Pattern 12.3: linking with other properties interpretable as PROV-O

It's not always possible to link objects using PROV-O relationships. Sometimes, legacy systems don't allow for relationships according to models other than their own. In these circumstances we use Pattern 12.3 where objects with document metadata are conceptually mapped to PROV-O class types and then relationships between them or other objects are described using domain-specific semantics that are then mapped to PROV-O properties.

A combination of this approach and Pattern 12.3 can be used whereby only domain-specific properties are mapped. If this is done, only properties with single-class domain & range values can be used to ensure there is no abiguity regarding the object’s representations in PROV-O (e.g. Object X wasAttributedTo Object Y is understandable only with Object X as an Entity and Object Y as an Agent due to wasAttributedTo’s domains and ranges. For Object X wasInfluencedBy Object Y, no specific indication of PROV-O classes for Object & or Y is given since wasInfluencedBy has multiple PROV-O class domain & range values.

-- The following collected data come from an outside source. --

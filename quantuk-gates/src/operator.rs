//! Full-register operator construction from per-qubit factors
//!
//! Qubits are numbered `1..=n`. Qubit `q` occupies tensor-factor position
//! `n - q` counted from the most significant side, so qubit 1 is the last
//! factor and owns bit 0 of the basis index, and qubit `n` owns bit `n - 1`.
//!
//! Every builder validates its operands before allocating anything.

use crate::error::{GateError, Result};
use crate::matrices::{self, Matrix2};
use crate::matrix_ops::{kron_chain, Operator};
use smallvec::SmallVec;

/// Per-qubit factor list for one tensor-product term
///
/// Starts as identity on every qubit; builders overwrite only the positions
/// they touch and reuse the list between branches.
#[derive(Clone, Debug, PartialEq)]
pub struct FactorList {
    factors: SmallVec<[Matrix2; 8]>,
}

impl FactorList {
    /// Identity on all `num_qubits` positions
    pub fn identity(num_qubits: usize) -> Self {
        Self::uniform(&matrices::IDENTITY, num_qubits)
    }

    /// The same factor on every position
    pub fn uniform(factor: &Matrix2, num_qubits: usize) -> Self {
        Self {
            factors: SmallVec::from_elem(*factor, num_qubits),
        }
    }

    #[inline]
    pub fn num_qubits(&self) -> usize {
        self.factors.len()
    }

    /// Factors in tensor order (most significant first)
    #[inline]
    pub fn factors(&self) -> &[Matrix2] {
        &self.factors
    }

    /// Tensor-factor position of a 1-based qubit number
    pub fn position(&self, qubit: usize) -> Result<usize> {
        check_qubit(qubit, self.num_qubits())?;
        Ok(self.num_qubits() - qubit)
    }

    /// Place `factor` on `qubit`
    pub fn set(&mut self, qubit: usize, factor: Matrix2) -> Result<()> {
        let pos = self.position(qubit)?;
        self.factors[pos] = factor;
        Ok(())
    }

    /// Iterated tensor product of the list
    pub fn tensor(&self) -> Operator {
        kron_chain(&self.factors)
    }
}

#[inline]
fn check_qubit(qubit: usize, num_qubits: usize) -> Result<()> {
    if qubit == 0 || qubit > num_qubits {
        return Err(GateError::invalid_qubit(qubit, num_qubits));
    }
    Ok(())
}

/// Check that every qubit lies in `1..=num_qubits` and none repeats
pub fn validate_qubits(qubits: &[usize], num_qubits: usize) -> Result<()> {
    for (i, &q) in qubits.iter().enumerate() {
        check_qubit(q, num_qubits)?;
        if qubits[..i].contains(&q) {
            return Err(GateError::DuplicateQubit(q));
        }
    }
    Ok(())
}

/// Embed a single-qubit gate into an `num_qubits` register
///
/// With an empty `qubits` slice the gate acts on every qubit (`G^{⊗n}`);
/// otherwise it acts on each listed qubit with identity elsewhere.
///
/// # Example
/// ```
/// use quantuk_gates::matrices::PAULI_X;
/// use quantuk_gates::operator::embed_single_qubit_gate;
///
/// // X on qubit 1 of a 2-qubit register flips bit 0 of the basis index
/// let op = embed_single_qubit_gate(&PAULI_X, 2, &[1]).unwrap();
/// assert_eq!(op.get(1, 0).re, 1.0);
/// ```
pub fn embed_single_qubit_gate(
    gate: &Matrix2,
    num_qubits: usize,
    qubits: &[usize],
) -> Result<Operator> {
    if qubits.is_empty() {
        return Ok(FactorList::uniform(gate, num_qubits).tensor());
    }

    validate_qubits(qubits, num_qubits)?;

    let mut factors = FactorList::identity(num_qubits);
    for &q in qubits {
        factors.set(q, *gate)?;
    }
    Ok(factors.tensor())
}

/// Embed a controlled gate: `gate` on `target` iff every control reads 1
///
/// Built as the sum of two tensor-product branches over one shared factor
/// list. With `P1` on every control:
///
/// - fired branch: `P1 ⊗ … ⊗ gate(target)`
/// - idle branch: `I − (P1 ⊗ … ⊗ I(target))`
///
/// For a single control the idle branch equals `P0 ⊗ I`. For several
/// controls it covers every control pattern other than all-ones, which keeps
/// the operator unitary.
pub fn embed_controlled_gate(
    gate: &Matrix2,
    num_qubits: usize,
    controls: &[usize],
    target: usize,
) -> Result<Operator> {
    if controls.is_empty() {
        return Err(GateError::EmptyQubitList);
    }
    validate_qubits(controls, num_qubits)?;
    check_qubit(target, num_qubits)?;
    if controls.contains(&target) {
        return Err(GateError::ControlTargetCollision(target));
    }

    let mut factors = FactorList::identity(num_qubits);

    if let [control] = controls {
        factors.set(*control, matrices::PROJECTOR_ZERO)?;
        let idle = factors.tensor();

        factors.set(*control, matrices::PROJECTOR_ONE)?;
        factors.set(target, *gate)?;
        let fired = factors.tensor();

        return idle.add(&fired);
    }

    for &c in controls {
        factors.set(c, matrices::PROJECTOR_ONE)?;
    }
    let all_ones = factors.tensor();

    factors.set(target, *gate)?;
    let fired = factors.tensor();

    let identity = Operator::identity(1 << num_qubits);
    identity.sub(&all_ones)?.add(&fired)
}

/// Projector onto `outcome` (0 or 1) on `qubit`, identity elsewhere
pub fn embed_projector(outcome: u8, num_qubits: usize, qubit: usize) -> Result<Operator> {
    let mut factors = FactorList::identity(num_qubits);
    factors.set(qubit, matrices::projector(outcome))?;
    Ok(factors.tensor())
}
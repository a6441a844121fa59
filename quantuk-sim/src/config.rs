//! Simulator configuration

use quantuk_state::MAX_QUBITS;

/// Configuration for a simulator session
#[derive(Debug, Clone, PartialEq)]
pub struct SimulatorConfig {
    /// Random number generator seed for reproducible measurements
    ///
    /// If None, the generator is seeded from OS entropy. Set to Some(seed)
    /// for deterministic outcomes.
    ///
    /// Default: None (random)
    pub seed: Option<u64>,

    /// Largest register the session accepts
    ///
    /// Operators are dense 2^n×2^n matrices, so memory grows as 4^n. Must
    /// not exceed the register hard limit.
    ///
    /// Default: 10
    pub max_qubits: usize,
}

impl Default for SimulatorConfig {
    fn default() -> Self {
        Self {
            seed: None,
            max_qubits: 10,
        }
    }
}

impl SimulatorConfig {
    /// Create a new configuration with default settings
    pub fn new() -> Self {
        Self::default()
    }

    /// Create a configuration for debugging
    ///
    /// - Deterministic seed
    /// - Largest allowed register
    pub fn debug() -> Self {
        Self {
            seed: Some(42),
            max_qubits: MAX_QUBITS,
        }
    }

    /// Create a configuration with a fixed seed
    pub fn deterministic(seed: u64) -> Self {
        Self::default().with_seed(seed)
    }

    /// Set the random seed for deterministic measurements
    pub fn with_seed(mut self, seed: u64) -> Self {
        self.seed = Some(seed);
        self
    }

    /// Set the largest accepted register
    pub fn with_max_qubits(mut self, max_qubits: usize) -> Self {
        self.max_qubits = max_qubits;
        self
    }

    /// Validate the configuration
    pub fn validate(&self) -> Result<(), String> {
        if self.max_qubits == 0 {
            return Err("max_qubits must be > 0".to_string());
        }

        if self.max_qubits > MAX_QUBITS {
            return Err(format!(
                "max_qubits must be at most {}, got {}",
                MAX_QUBITS, self.max_qubits
            ));
        }

        Ok(())
    }
}

#[cfg(test)]
mod tests {
    use super::*;

    #[test]
    fn test_default_config() {
        let config = SimulatorConfig::default();
        assert_eq!(config.seed, None);
        assert_eq!(config.max_qubits, 10);
        assert!(config.validate().is_ok());
    }

    #[test]
    fn test_presets() {
        assert_eq!(SimulatorConfig::debug().seed, Some(42));
        assert_eq!(SimulatorConfig::deterministic(7).seed, Some(7));
        assert!(SimulatorConfig::debug().validate().is_ok());
    }

    #[test]
    fn test_builder_pattern() {
        let config = SimulatorConfig::new().with_seed(3).with_max_qubits(4);
        assert_eq!(config.seed, Some(3));
        assert_eq!(config.max_qubits, 4);
    }

    #[test]
    fn test_validation() {
        assert!(SimulatorConfig::new().with_max_qubits(0).validate().is_err());
        assert!(SimulatorConfig::new()
            .with_max_qubits(MAX_QUBITS + 1)
            .validate()
            .is_err());
    }
}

It is not recommended to map classes only as there are multiple possible PROV-O relationships between objects of particular classes.

In the figure below, the generic case for this pattern is shown at the top. Below it is shown an example of a mapping whereby an ISO19115-compliant catalogue is used to record a relationship between a "Dataset X" & "Dataset Y". The relationship is one of "derivedFrom" which is an association type code published by Geoscience Australia specifically to indicate a wasDerivedFrom relationship.

Summary

Do not use document-based metadata fields, such as Dublin Core's dc:source or ISO19115's LI_Lineage.

Use a method to link objects or documents that is recommended in PROV-AQ or that can be interpreted as PROV-O.